Akademisi kritis maupun kebebasan akademik rentan mendapatkan serangan. Sudah sepatutnya ada perlindungan penuh dari pimpinan kampus maupun lembaga riset yang bersangkutan.
Oleh
WASISTO RAHARJO JATI
·5 menit baca
Kebebasan berakademik dengan menghadirkan perspektif pro dan kontra terhadap suatu isu adalah hal yang lumrah terjadi di sebuah negara demokratis. Publik selalu menanti pandangan dari para akademisi yang kompeten untuk bisa memberikan sudut pandang baru terhadap permasalahan terkini.
Meski demikian, kuatnya pengaruh gelombang matinya kepakaran telah menjadikan para akademisi kehilangan otoritas keilmuannya di masyarakat. Adanya desentralisasi ilmu pengetahuan melalui internet dan sosial media membuat sebagian besar kini telah menjadi ”pakar instan” sesuai dengan minat dan perspektifnya masing-masing.
Kondisi tersebut yang menghasilkan adanya penyeragaman opini/pandangan yang bersifat monolog sehingga membuat mimbar akademik dalam ruang publik kini cenderung tidak lagi dialogis. Alhasil, akademisi yang idealis dengan keberimbangan perspektif justru makin tidak disukai dalam ruang publik ini.
Kuatnya pengaruh penyeragaman opini/pendapat tentu menjadi sinyalemen mendasar mengenai kebebasan akademik yang kini terancam independensinya. Terlebih lagi, apabila suara/pendapat dari akademisi tersebut yang ”melawan arus”, misalnya saja mengkritisi kebijakan pemerintah maupun mengomentari tingkah laku para elite politik dan pendukunganya, akan langsung menjadi target sasaran doxing oleh pihak tertentu.
Adanya perilaku doxing atau penyebaran informasi pribadi secara publik (termasuk data pribadi) terhadap seseorang individu atau organisasi ini sudah masuk dalam kategori pelanggaran terhadap privasi karena berupaya melakukan balas dendam dengan mempermalukan target di dunia maya maupun dunia nyata. Serangan siber tersebut yang pada umumnya menarget akademisi maupun aktivis kritis tersebut telah berdampak pada pembungkaman akademik lewat teror maupun intimidasi.
Selain doxing, ancaman lain terhadap kebebasan berakademik adalah zoom bombing yang diarahkan pada webinar-webinar diskusi yang isunya kritis. Praktik zoom bombing ini tentu menciptakan disrupsi baru dalam kebebasan berakademik yang kini hampir mayoritas menggunakan sarana daring. Adanya serangan yang menampilkan tampilan visual yang tidak pantas dalam webinar tentu adalah pelecehan terhadap mimbar akademik yang menjunjung tinggi etika dan moralitas.

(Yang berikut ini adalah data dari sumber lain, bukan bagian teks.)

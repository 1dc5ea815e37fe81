use crate::domain::proficiency;
use serde::{Deserialize, Serialize};
use std::fmt;

#[derive(Debug, Clone, PartialEq, Eq, Hash, Serialize, Deserialize)]
#[serde(transparent)]
pub struct EmployeeRef(String);

impl EmployeeRef {
    pub fn new(id: impl Into<String>) -> Self {
        Self(id.into())
    }

    pub fn as_str(&self) -> &str {
        &self.0
    }
}

impl fmt::Display for EmployeeRef {
    fn fmt(&self, f: &mut fmt::Formatter<'_>) -> fmt::Result {
        f.write_str(&self.0)
    }
}

#[derive(Debug, Clone, PartialEq, Serialize, Deserialize)]
pub struct Employee {
    pub id: EmployeeRef,
    pub name: String,
}

#[derive(Debug, Clone, PartialEq, Serialize, Deserialize)]
pub struct SkillEntry {
    pub name: String,
    // 缺少熟練度時視為 0，標籤為空字串
    #[serde(default)]
    pub proficiency: i64,
}

impl SkillEntry {
    pub fn new(name: impl Into<String>, proficiency: i64) -> Self {
        Self {
            name: name.into(),
            proficiency,
        }
    }

    pub fn label(&self) -> &'static str {
        proficiency::label(self.proficiency)
    }
}

/// One employee's self-assessed skills, already joined with the display name.
#[derive(Debug, Clone, PartialEq, Serialize, Deserialize)]
pub struct SkillRecord {
    pub employee_ref: EmployeeRef,
    pub employee_name: String,
    pub skills: Vec<SkillEntry>,
}

/// Parsed proficiency predicate. Text levels are coerced to numbers once so
/// `"2"`, `" 2 "` and `"2.0"` all select proficiency 2.
#[derive(Debug, Clone, Copy, PartialEq, Eq)]
pub enum LevelFilter {
    Exact(i64),
    Unmatchable,
}

impl LevelFilter {
    /// Returns `None` for blank input, which means "no level constraint".
    pub fn parse(raw: &str) -> Option<Self> {
        let trimmed = raw.trim();
        if trimmed.is_empty() {
            return None;
        }

        if let Ok(level) = trimmed.parse::<i64>() {
            return Some(LevelFilter::Exact(level));
        }

        let level = match trimmed.parse::<f64>() {
            Ok(value) if value.is_finite() && value.fract() == 0.0 => {
                LevelFilter::Exact(value as i64)
            }
            _ => LevelFilter::Unmatchable,
        };
        Some(level)
    }

    pub fn matches(&self, proficiency: i64) -> bool {
        match self {
            LevelFilter::Exact(level) => *level == proficiency,
            LevelFilter::Unmatchable => false,
        }
    }
}

impl From<i64> for LevelFilter {
    fn from(level: i64) -> Self {
        LevelFilter::Exact(level)
    }
}

#[derive(Debug, Clone, Default, PartialEq)]
pub struct FilterCriteria {
    pub skill_name: Option<String>,
    pub proficiency_level: Option<LevelFilter>,
    pub employee_name: Option<String>,
}

impl FilterCriteria {
    pub fn new() -> Self {
        Self::default()
    }

    pub fn with_skill(mut self, skill_name: impl Into<String>) -> Self {
        self.skill_name = Some(skill_name.into());
        self
    }

    pub fn with_level(mut self, level: impl Into<LevelFilter>) -> Self {
        self.proficiency_level = Some(level.into());
        self
    }

    pub fn with_employee(mut self, employee_name: impl Into<String>) -> Self {
        self.employee_name = Some(employee_name.into());
        self
    }

    pub fn matches_skill_name(&self, entry: &SkillEntry) -> bool {
        self.skill_name
            .as_deref()
            .is_none_or(|name| entry.name == name)
    }

    pub fn matches_level(&self, entry: &SkillEntry) -> bool {
        self.proficiency_level
            .is_none_or(|level| level.matches(entry.proficiency))
    }

    /// 單筆技能必須同時符合所有啟用中的條件
    pub fn entry_matches(&self, entry: &SkillEntry) -> bool {
        self.matches_skill_name(entry) && self.matches_level(entry)
    }
}

/// Outcome of resolving the employee-name filter against the directory.
#[derive(Debug, Clone, PartialEq, Eq)]
pub enum EmployeeScope {
    All,
    Only(EmployeeRef),
    /// The name did not resolve. Matches no record at all.
    Nobody,
}

impl EmployeeScope {
    pub fn includes(&self, employee_ref: &EmployeeRef) -> bool {
        match self {
            EmployeeScope::All => true,
            EmployeeScope::Only(only) => only == employee_ref,
            EmployeeScope::Nobody => false,
        }
    }
}

#[derive(Debug, Clone, PartialEq, Serialize)]
pub struct MatchedSkill {
    pub name: String,
    pub label: &'static str,
}

#[derive(Debug, Clone, PartialEq, Serialize)]
pub struct ReportRow {
    pub employee_name: String,
    pub matched_skills: Vec<MatchedSkill>,
}

impl ReportRow {
    pub fn has_skills(&self) -> bool {
        !self.matched_skills.is_empty()
    }

    /// `Go (Expert), SQL (Beginner)`
    pub fn csv_skills_text(&self) -> String {
        self.matched_skills
            .iter()
            .map(|skill| format!("{} ({})", skill.name, skill.label))
            .collect::<Vec<_>>()
            .join(", ")
    }

    /// `Go: Expert, SQL: Beginner`
    pub fn pdf_skills_text(&self) -> String {
        self.matched_skills
            .iter()
            .map(|skill| format!("{}: {}", skill.name, skill.label))
            .collect::<Vec<_>>()
            .join(", ")
    }
}

#[derive(Debug, Clone, Default, PartialEq)]
pub struct TableSpec {
    pub headers: Vec<String>,
    pub rows: Vec<Vec<String>>,
}

impl TableSpec {
    pub fn new<I, S>(headers: I) -> Self
    where
        I: IntoIterator<Item = S>,
        S: Into<String>,
    {
        Self {
            headers: headers.into_iter().map(Into::into).collect(),
            rows: Vec::new(),
        }
    }

    pub fn push_row<I, S>(&mut self, row: I)
    where
        I: IntoIterator<Item = S>,
        S: Into<String>,
    {
        self.rows.push(row.into_iter().map(Into::into).collect());
    }

    pub fn column_count(&self) -> usize {
        self.headers.len()
    }

    /// Cell text at `(row, column)`. Short rows read as empty cells.
    pub fn cell(&self, row: usize, column: usize) -> &str {
        self.rows
            .get(row)
            .and_then(|cells| cells.get(column))
            .map_or("", String::as_str)
    }
}

#[derive(Debug, Clone, Copy, PartialEq, Eq, Hash, Serialize, Deserialize)]
#[serde(rename_all = "lowercase")]
pub enum ReportFormat {
    Csv,
    Pdf,
}

impl ReportFormat {
    pub const ALL: [ReportFormat; 2] = [ReportFormat::Csv, ReportFormat::Pdf];

    pub fn content_type(self) -> &'static str {
        match self {
            ReportFormat::Csv => "text/csv",
            ReportFormat::Pdf => "application/pdf",
        }
    }

    pub fn extension(self) -> &'static str {
        match self {
            ReportFormat::Csv => "csv",
            ReportFormat::Pdf => "pdf",
        }
    }
}

impl fmt::Display for ReportFormat {
    fn fmt(&self, f: &mut fmt::Formatter<'_>) -> fmt::Result {
        f.write_str(self.extension())
    }
}

#[derive(Debug, Clone)]
pub struct ReportOutput {
    pub format: ReportFormat,
    pub filename: String,
    pub body: Vec<u8>,
    /// Number of data rows that made it into the document.
    pub row_count: usize,
}

impl ReportOutput {
    pub fn content_type(&self) -> &'static str {
        self.format.content_type()
    }

    pub fn content_disposition(&self) -> String {
        format!("attachment; filename=\"{}\"", self.filename)
    }
}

Selain sebagai pelecehan, zoom bombing merupakan bentuk penghinaan terhadap mimbar akademik karena pelaku sudah ditarget dan dipermalukan oleh oknum tertentu selama webinar. Oleh karena itulah, zoom bombing adalah upaya pembungkaman daring bagi para akademisi untuk tidak lagi melanjutkan pemaparannya sehingga tidak bersuara lebih kritis lagi kepada pihak pemangku kepentingan.
Zoom bombing adalah upaya pembungkaman daring bagi para akademisi untuk tidak lagi melanjutkan pemaparannya sehingga tidak bersuara lebih kritis lagi kepada pihak pemangku kepentingan.

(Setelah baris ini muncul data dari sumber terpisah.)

pub mod adapters;
pub mod app;
pub mod config;
pub mod core;
pub mod domain;
pub mod utils;

#[cfg(feature = "cli")]
pub use config::CliConfig;

pub use adapters::{dataset::JsonDataset, http::HttpDataset, storage::LocalStorage};
pub use app::job::{DataSource, ReportJob};
pub use config::settings::ReportSettings;
pub use crate::core::{query::ReportQuery, report::ReportEngine};
pub use domain::model::{FilterCriteria, ReportFormat, ReportOutput};
pub use utils::error::{ReportError, Result};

Adapun praktik intimidasi maupun teror oleh para pelaku doxing terhadap para akademisi selalu dimulai dengan ancaman pengenaan Pasal 310 KUHP jo Pasal 270 Undang-Undang Informasi dan Transaksi Elektronik (UU ITE) yang ujungnya adalah ”pencemaran nama baik”. Pengenaan kedua pasal tersebut kepada para akademisi kritis tentu menjadi susuatu yang sangat berlebihan dan irasional.
Apa pun pendapat dan argumen yang disampaikan akademisi tentu ada dasar empiris dan akademisnya sehingga tidak ada unsur tendensius tertentu. Namun, agaknya kini suara kritis yang dibingkai dalam nalar akademis tersebut justru dianggap sebagai pelecehan/pencemaran bagi sebagian pihak tertentu.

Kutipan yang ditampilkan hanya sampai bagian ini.